The Daily Express newspaper has been reportedly selling sponsored links or links that appear to Google’s web crawler to be from independent editorial but are actually paid for by advertisers.
What does this mean, and are there consequences?
Yes, there are consequences and Google describe the consequences. It states that some SEOs and webmasters participate in the practice of buying and selling PageRank-passing links, with little concern for the quality of the links, the sources, or the long-term influence on their sites. Purchasing or selling PageRank-passing links is against Google’s webmaster standards and can have a detrimental influence on a site’s search ranking.
The Daily Express was found to have been penalized by Google, according to a report. When looking at the page rank of the Daily Express main page, it is clear that it is lower than expected.
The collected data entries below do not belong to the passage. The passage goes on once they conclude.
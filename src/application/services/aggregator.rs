//! Aggregator: mounts the registry into one clap command tree and dispatches
//!
//! Parsing, help and usage errors are clap's; this module only decides
//! where each sub-application lives and which handle runs.

use std::collections::BTreeMap;
use std::ffi::OsString;
use std::io::{self, Write};
use std::path::PathBuf;

use clap::builder::ValueParser;
use clap::error::ErrorKind;
use clap::{value_parser, Arg, ArgAction, ArgMatches, Command};
use colored::Colorize;
use tracing::{debug, instrument};

use crate::application::DispatchError;
use crate::domain::{
    ArgValue, CommandSpec, DiscoveryError, Invocation, Namespace, ParamKind, ParamSpec, Registry,
};

/// Program name used when no base command is given.
pub const DEFAULT_BIN_NAME: &str = "rsinvoke";

/// One group in the mounted tree.
#[derive(Debug, Default)]
pub(crate) struct MountNode {
    /// Sub-application mounted at exactly this path
    pub(crate) app: Option<Namespace>,
    /// Index into the registry's failures if a broken script owns this path
    pub(crate) broken: Option<usize>,
    pub(crate) children: BTreeMap<String, MountNode>,
}

impl MountNode {
    fn child_mut(&mut self, segment: &str) -> &mut MountNode {
        self.children.entry(segment.to_string()).or_default()
    }
}

/// The root command with every sub-application mounted under its namespace.
pub struct RootApplication {
    command: Command,
    pub(crate) tree: MountNode,
    pub(crate) registry: Registry,
}

/// Mount `registry` under a bare root command.
pub fn build_root(registry: Registry) -> RootApplication {
    build_root_with(Command::new(DEFAULT_BIN_NAME), registry)
}

/// Mount `registry` under `base`, keeping the base command's own arguments.
pub fn build_root_with(base: Command, registry: Registry) -> RootApplication {
    let mut tree = MountNode::default();
    for namespace in registry.namespaces() {
        let mut node = &mut tree;
        for segment in namespace.segments() {
            node = node.child_mut(segment);
        }
        node.app = Some(namespace.clone());
    }
    for (idx, failure) in registry.failures().iter().enumerate() {
        let Some(namespace) = &failure.namespace else {
            continue;
        };
        let mut node = &mut tree;
        for segment in namespace.segments() {
            node = node.child_mut(segment);
        }
        node.broken = Some(idx);
    }

    let mut command = base
        .subcommand_required(true)
        .arg_required_else_help(true)
        .disable_help_subcommand(true);
    for (segment, child) in &tree.children {
        command = command.subcommand(group_command(segment, child, &registry));
    }

    debug!(
        "build_root: mounted {} namespaces under `{}`",
        registry.len(),
        command.get_name()
    );
    RootApplication {
        command,
        tree,
        registry,
    }
}

fn group_command(segment: &str, node: &MountNode, registry: &Registry) -> Command {
    let mut cmd = Command::new(segment.to_string()).disable_help_subcommand(true);

    if let Some(entry) = node.app.as_ref().and_then(|ns| registry.get(ns)) {
        if let Some(help) = entry.app.help() {
            cmd = cmd.about(help.to_string());
        }
        for spec in entry.app.commands() {
            cmd = cmd.subcommand(leaf_command(spec));
        }
    }
    for (child_segment, child) in &node.children {
        cmd = cmd.subcommand(group_command(child_segment, child, registry));
    }

    match node.broken.and_then(|idx| registry.failures().get(idx)) {
        Some(failure) => cmd
            .about(format!("[failed to load: {}]", failure.message))
            .allow_external_subcommands(true),
        None => cmd.subcommand_required(true).arg_required_else_help(true),
    }
}

fn leaf_command(spec: &CommandSpec) -> Command {
    let mut cmd = Command::new(spec.name.clone())
        .hide(spec.hidden)
        .disable_help_subcommand(true);
    if let Some(help) = &spec.help {
        cmd = cmd.about(help.clone());
    }
    for alias in &spec.aliases {
        cmd = cmd.visible_alias(alias.clone());
    }
    for param in &spec.params {
        cmd = cmd.arg(param_arg(param));
    }
    cmd
}

fn param_arg(param: &ParamSpec) -> Arg {
    let mut arg = Arg::new(param.name.clone());
    if let Some(help) = &param.help {
        arg = arg.help(help.clone());
    }
    if !param.positional {
        arg = arg.long(param.name.clone());
        if let Some(short) = param.short {
            arg = arg.short(short);
        }
    }

    if param.kind == ParamKind::Bool {
        return arg.action(ArgAction::SetTrue);
    }

    arg = arg
        .value_parser(kind_parser(param.kind))
        .required(param.required);
    arg = match (param.multiple, param.positional) {
        (true, true) => arg.num_args(1..).action(ArgAction::Append),
        (true, false) => arg.action(ArgAction::Append),
        (false, _) => arg.action(ArgAction::Set),
    };
    if let Some(default) = &param.default {
        arg = arg.default_value(default.clone());
    }
    arg
}

fn kind_parser(kind: ParamKind) -> ValueParser {
    match kind {
        ParamKind::Int => value_parser!(i64).into(),
        ParamKind::Float => value_parser!(f64).into(),
        ParamKind::Path => ValueParser::path_buf(),
        ParamKind::String | ParamKind::Bool => ValueParser::string(),
    }
}

/// Collect the typed values clap produced for `spec`.
fn invocation_from(spec: &CommandSpec, matches: &ArgMatches) -> Invocation {
    let mut invocation = Invocation::new();
    for param in &spec.params {
        let id = param.name.as_str();
        let value = match param.kind {
            ParamKind::Bool => Some(ArgValue::Bool(matches.get_flag(id))),
            ParamKind::String => collect(matches, id, param.multiple, ArgValue::Str),
            ParamKind::Int => collect(matches, id, param.multiple, ArgValue::Int),
            ParamKind::Float => collect(matches, id, param.multiple, ArgValue::Float),
            ParamKind::Path => collect::<PathBuf>(matches, id, param.multiple, ArgValue::Path),
        };
        if let Some(value) = value {
            invocation.insert(param.name.clone(), value);
        }
    }
    invocation
}

fn collect<T>(
    matches: &ArgMatches,
    id: &str,
    multiple: bool,
    wrap: fn(T) -> ArgValue,
) -> Option<ArgValue>
where
    T: Clone + Send + Sync + 'static,
{
    let values: Vec<ArgValue> = matches.get_many::<T>(id)?.cloned().map(wrap).collect();
    if multiple {
        Some(ArgValue::List(values))
    } else {
        values.into_iter().next()
    }
}

/// Where a parsed command path ends up.
enum Target<'a> {
    Command {
        namespace: &'a Namespace,
        spec: &'a CommandSpec,
        matches: &'a ArgMatches,
    },
    Broken {
        path: String,
        failure: &'a DiscoveryError,
    },
}

impl RootApplication {
    /// The mounted clap command, e.g. for completion generation.
    pub fn command(&self) -> &Command {
        &self.command
    }

    pub fn registry(&self) -> &Registry {
        &self.registry
    }

    /// Parse `argv` and run the selected command.
    ///
    /// Returns the command's exit status. Help display and usage errors come
    /// back as `DispatchError::Usage` carrying clap's rendered message.
    #[instrument(level = "debug", skip_all)]
    pub fn dispatch<I, T>(&self, argv: I) -> Result<i32, DispatchError>
    where
        I: IntoIterator<Item = T>,
        T: Into<OsString> + Clone,
    {
        let matches = self.command.clone().try_get_matches_from(argv)?;

        match self.resolve(&matches)? {
            Target::Command {
                namespace,
                spec,
                matches,
            } => {
                let entry = self
                    .registry
                    .get(namespace)
                    .ok_or_else(|| DispatchError::Unresolved(namespace.to_string()))?;
                let invocation = invocation_from(spec, matches);
                let label = format!("{namespace} {}", spec.name);
                debug!("dispatch: `{}` with {} values", label, invocation.len());

                let code = entry
                    .app
                    .invoke(&spec.name, &invocation)
                    .map_err(|source| DispatchError::Launch {
                        command: label.clone(),
                        source,
                    })?;
                if code == 0 {
                    Ok(0)
                } else {
                    Err(DispatchError::CommandExited {
                        command: label,
                        code,
                    })
                }
            }
            Target::Broken { path, failure } => Err(DispatchError::Broken {
                namespace: path,
                cause: failure.clone(),
            }),
        }
    }

    /// Parse `argv`, run the selected command and report to the terminal.
    ///
    /// Returns the process exit code.
    pub fn run<I, T>(&self, argv: I) -> i32
    where
        I: IntoIterator<Item = T>,
        T: Into<OsString> + Clone,
    {
        self.run_reporting_to(argv, &mut io::stderr())
    }

    /// Like [`run`](Self::run), with diagnostics written to `diag`.
    ///
    /// Help text still goes where clap sends it.
    pub fn run_reporting_to<I, T, W>(&self, argv: I, diag: &mut W) -> i32
    where
        I: IntoIterator<Item = T>,
        T: Into<OsString> + Clone,
        W: Write,
    {
        match self.dispatch(argv) {
            Ok(code) => code,
            Err(DispatchError::Usage(e)) => {
                if matches!(
                    e.kind(),
                    ErrorKind::DisplayHelp | ErrorKind::DisplayHelpOnMissingArgumentOrSubcommand
                ) {
                    let _ = self.warn_broken(diag);
                }
                let _ = e.print();
                e.exit_code()
            }
            Err(e) => {
                let _ = writeln!(diag, "{}: {}", "error".red().bold(), e);
                e.exit_code()
            }
        }
    }

    /// Write one warning per script that failed to load.
    pub fn warn_broken<W: Write>(&self, out: &mut W) -> io::Result<()> {
        for failure in self.registry.failures() {
            writeln!(out, "{}: failed to load {}", "Warning".yellow(), failure)?;
        }
        Ok(())
    }

    fn resolve<'a>(&'a self, root: &'a ArgMatches) -> Result<Target<'a>, DispatchError> {
        let mut node = &self.tree;
        let mut matches = root;
        let mut path: Vec<&str> = Vec::new();

        while let Some((name, sub)) = matches.subcommand() {
            if let Some(child) = node.children.get(name) {
                path.push(name);
                node = child;
                matches = sub;
                continue;
            }
            let mounted = node
                .app
                .as_ref()
                .and_then(|ns| self.registry.get(ns).map(|entry| (ns, entry)));
            if let Some((namespace, entry)) = mounted {
                if let Some(spec) = entry.app.commands().iter().find(|c| c.name == name) {
                    return Ok(Target::Command {
                        namespace,
                        spec,
                        matches: sub,
                    });
                }
            }
            break;
        }

        match node.broken.and_then(|idx| self.registry.failures().get(idx)) {
            Some(failure) => Ok(Target::Broken {
                path: path.join(" "),
                failure,
            }),
            None => Err(DispatchError::Unresolved(path.join(" "))),
        }
    }
}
While it’s difficult to estimate what the page rank should be, Alexa lists the Express website among the top 15,000 websites worldwide and in the top 1000 in the United Kingdom, with over 4,000 incoming links.
Whether you like or dislike the Daily Express is a different thing. However, what Google does to the site that sells paid links and the process of how this is done remains of concern. Google accounts for a large amount of web traffic, and worse search rankings have a direct impact on traffic and, as a result, business. Even though the concept of how Google decides search ranks is publicly known, the exact method is a commercial secret. If mistakes are made, there isn’t much you can do except complain to Google and hope that someone notices.
Selling paid links is not unlawful, and the article noted in the Express is identified as “Sponsored.” While it is correct that Google does not consider these links to be real recommendations, it remains uncertain that there should be any further penalties for using them. It gives Google much too much power to make and break other businesses.
Of course, we have no way of knowing if the low position is due to the paid links or not; we can only speculate. We also don’t know how closely the stated page rank reflects how Google chooses the order of search results. Despite the fact that Alexa’s results are based on a tiny sample, there is no solid indication of decreased traffic.